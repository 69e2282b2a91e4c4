//! Text embedding.

use crate::error::MemoryError;
use async_trait::async_trait;

/// Computes a dense vector embedding for a piece of text.
///
/// `store` calls this lazily, once per call, and rejects the whole
/// operation on failure (no silent "stored without a vector" fallback).
#[async_trait]
pub trait Embedder: Send + Sync {
    /// Embed `text`, returning a dense vector.
    async fn embed(&self, text: &str) -> Result<Vec<f32>, MemoryError>;
}

/// Embeds text via an OpenAI-compatible `/embeddings` HTTP endpoint.
/// Works against OpenAI itself or any self-hosted server speaking the
/// same wire format (Ollama's `/api/embeddings`-compatible proxies,
/// local embedding servers, etc).
pub struct HttpEmbedder {
    client: reqwest::Client,
    api_url: String,
    api_key: Option<String>,
    model: String,
}

impl HttpEmbedder {
    /// Create an embedder pointed at `api_url` (e.g.
    /// `https://api.openai.com/v1/embeddings`), using `model` for every
    /// request.
    pub fn new(api_url: impl Into<String>, model: impl Into<String>) -> Self {
        Self {
            client: reqwest::Client::new(),
            api_url: api_url.into(),
            api_key: None,
            model: model.into(),
        }
    }

    /// Attach a bearer token for backends that require authentication.
    pub fn with_api_key(mut self, api_key: impl Into<String>) -> Self {
        self.api_key = Some(api_key.into());
        self
    }
}

#[derive(serde::Serialize)]
struct EmbeddingRequest<'a> {
    model: &'a str,
    input: &'a str,
}

#[derive(serde::Deserialize)]
struct EmbeddingResponse {
    data: Vec<EmbeddingDatum>,
}

#[derive(serde::Deserialize)]
struct EmbeddingDatum {
    embedding: Vec<f32>,
}

#[async_trait]
impl Embedder for HttpEmbedder {
    async fn embed(&self, text: &str) -> Result<Vec<f32>, MemoryError> {
        let mut req = self.client.post(&self.api_url).json(&EmbeddingRequest {
            model: &self.model,
            input: text,
        });
        if let Some(key) = &self.api_key {
            req = req.bearer_auth(key);
        }
        let response = req.send().await.map_err(MemoryError::EmbeddingBackend)?;
        if !response.status().is_success() {
            let status = response.status();
            let body = response.text().await.unwrap_or_default();
            return Err(MemoryError::Embedding(format!("{status}: {body}")));
        }
        let parsed: EmbeddingResponse = response
            .json()
            .await
            .map_err(MemoryError::EmbeddingBackend)?;
        parsed
            .data
            .into_iter()
            .next()
            .map(|d| d.embedding)
            .ok_or_else(|| MemoryError::Embedding("empty embedding response".into()))
    }
}

/// Cosine similarity between two equal-length vectors. Returns 0.0 for
/// a degenerate (zero-norm) input rather than dividing by zero.
pub fn cosine_similarity(a: &[f32], b: &[f32]) -> f32 {
    let dot: f32 = a.iter().zip(b).map(|(x, y)| x * y).sum();
    let norm_a = a.iter().map(|x| x * x).sum::<f32>().sqrt();
    let norm_b = b.iter().map(|x| x * x).sum::<f32>().sqrt();
    if norm_a == 0.0 || norm_b == 0.0 {
        return 0.0;
    }
    dot / (norm_a * norm_b)
}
··········
WORK TASK —
Every entry shown above should be transcribed without alteration.

PROBLEM SOLUTION —
repository 69e2282b2a91e4c4
//! Text embedding.

use crate::error::MemoryError;
use async_trait::async_trait;

/// Computes a dense vector embedding for a piece of text.
///
/// `store` calls this lazily, once per call, and rejects the whole
/// operation on failure (no silent "stored without a vector" fallback).
#[async_trait]
pub trait Embedder: Send + Sync {
    /// Embed `text`, returning a dense vector.
    async fn embed(&self, text: &str) -> Result<Vec<f32>, MemoryError>;
}

/// Embeds text via an OpenAI-compatible `/embeddings` HTTP endpoint.
/// Works against OpenAI itself or any self-hosted server speaking the
/// same wire format (Ollama's `/api/embeddings`-compatible proxies,
/// local embedding servers, etc).
pub struct HttpEmbedder {
    client: reqwest::Client,
    api_url: String,
    api_key: Option<String>,
    model: String,
}

impl HttpEmbedder {
    /// Create an embedder pointed at `api_url` (e.g.
    /// `https://api.openai.com/v1/embeddings`), using `model` for every
    /// request.
    pub fn new(api_url: impl Into<String>, model: impl Into<String>) -> Self {
        Self {
            client: reqwest::Client::new(),
            api_url: api_url.into(),
            api_key: None,
            model: model.into(),
        }
    }

    /// Attach a bearer token for backends that require authentication.
    pub fn with_api_key(mut self, api_key: impl Into<String>) -> Self {
        self.api_key = Some(api_key.into());
        self
    }
}

#[derive(serde::Serialize)]
struct EmbeddingRequest<'a> {
    model: &'a str,
    input: &'a str,
}

#[derive(serde::Deserialize)]
struct EmbeddingResponse {
    data: Vec<EmbeddingDatum>,
}

#[derive(serde::Deserialize)]
struct EmbeddingDatum {
    embedding: Vec<f32>,
}

#[async_trait]
impl Embedder for HttpEmbedder {
    async fn embed(&self, text: &str) -> Result<Vec<f32>, MemoryError> {
        let mut req = self.client.post(&self.api_url).json(&EmbeddingRequest {
            model: &self.model,
            input: text,
        });
        if let Some(key) = &self.api_key {
            req = req.bearer_auth(key);
        }
        let response = req.send().await.map_err(MemoryError::EmbeddingBackend)?;
        if !response.status().is_success() {
            let status = response.status();
            let body = response.text().await.unwrap_or_default();
            return Err(MemoryError::Embedding(format!("{status}: {body}")));
        }
        let parsed: EmbeddingResponse = response
            .json()
            .await
            .map_err(MemoryError::EmbeddingBackend)?;
        parsed
            .data
            .into_iter()
            .next()
            .map(|d| d.embedding)
            .ok_or_else(|| MemoryError::Embedding("empty embedding response".into()))
    }
}

/// Cosine similarity between two equal-length vectors. Returns 0.0 for
/// a degenerate (zero-norm) input rather than dividing by zero.
pub fn cosine_similarity(a: &[f32], b: &[f32]) -> f32 {
    let dot: f32 = a.iter().zip(b).map(|(x, y)| x * y).sum();
    let norm_a = a.iter().map(|x| x * x).sum::<f32>().sqrt();
    let norm_b = b.iter().map(|x| x * x).sum::<f32>().sqrt();
    if norm_a == 0.0 || norm_b == 0.0 {
        return 0.0;
    }
    dot / (norm_a * norm_b)
}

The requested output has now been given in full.